If you would like to group transactions into days and after it calculate running totals then we need to insert $group to the beginning and also insert it into $lookup's pipeline.
db.collection1.aggregate(
[
{
$group: {
_id: {
$substrBytes: ['$time', 0, 10]
},
value: {
$sum: '$value'
}
}
},
{
$lookup: {
from: 'collection1',
let: { date_to: '$_id' },
pipeline: [
{
$group: {
_id: {
$substrBytes: ['$time', 0, 10]
},
value: {
$sum: '$value'
}
}
},
{
$match: {
$expr: {
$lt: [ '$_id', '$$date_to' ]
}
}
},
{
$group: {
_id: null,
summary: {
$sum: '$value'
}
}
}
],
as: 'sum_prev_days'
}
},
{
$addFields: {
sum_prev_days: {
$arrayElemAt: [ '$sum_prev_days', 0 ]
}
}
},
{
$addFields: {
running_total: {
$sum: [ '$value', '$sum_prev_days.summary' ]
}
}
},
{
$project: { sum_prev_days: 0 }
}
]
)
The result is:
{ "_id" : "2013-10-10", "value" : 3, "running_total" : 3 }
{ "_id" : "2013-10-11", "value" : 7, "running_total" : 10 }
{ "_id" : "2013-10-12", "value" : 5, "running_total" : 15 }
Starting in Mongo 5, it's a perfect use case for the new $setWindowFields aggregation operator:
// { time: ISODate("2013-10-10T20:55:36Z"), value: 1 }
// { time: ISODate("2013-10-10T22:43:16Z"), value: 2 }
// { time: ISODate("2013-10-11T12:12:66Z"), value: 3 }
// { time: ISODate("2013-10-11T10:15:38Z"), value: 4 }
// { time: ISODate("2013-10-12T05:15:38Z"), value: 5 }
db.collection.aggregate([
{ $group: {
_id: { $dateToString: { format: "%Y-%m-%d", date: "$time" } },
total: { $sum: "$value" }
}},
// e.g.: { "_id" : "2013-10-11", "total" : 7 }
{ $set: { "date": "$_id" } }, { $unset: ["_id"] },
// e.g.: { "date" : "2013-10-11", "total" : 7 }
{ $setWindowFields: {
sortBy: { date: 1 },
output: {
running: {
$sum: "$total",
window: { documents: [ "unbounded", "current" ] }
}
}
}}
])
// { date: "2013-10-11", total: 7, running: 7 }
// { date: "2013-10-10", total: 3, running: 10 }
// { date: "2013-10-12", total: 5, running: 15 }
Let's focus on the $setWindowFields stage that:
chronologically $sorts grouped documents by date: sortBy: { date: 1 }
adds the running field in each document (output: { running: { ... }})

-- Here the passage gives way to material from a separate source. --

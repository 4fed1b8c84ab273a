pub mod detector;
pub mod models;
pub mod session;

which is the $sum of totals ($sum: "$total")
on a specified span of documents (the window)
which is in our case any previous document: window: { documents: [ "unbounded", "current" ] } }
as defined by [ "unbounded", "current" ] meaning the window is all documents seen between the first document (unbounded) and the current document (current).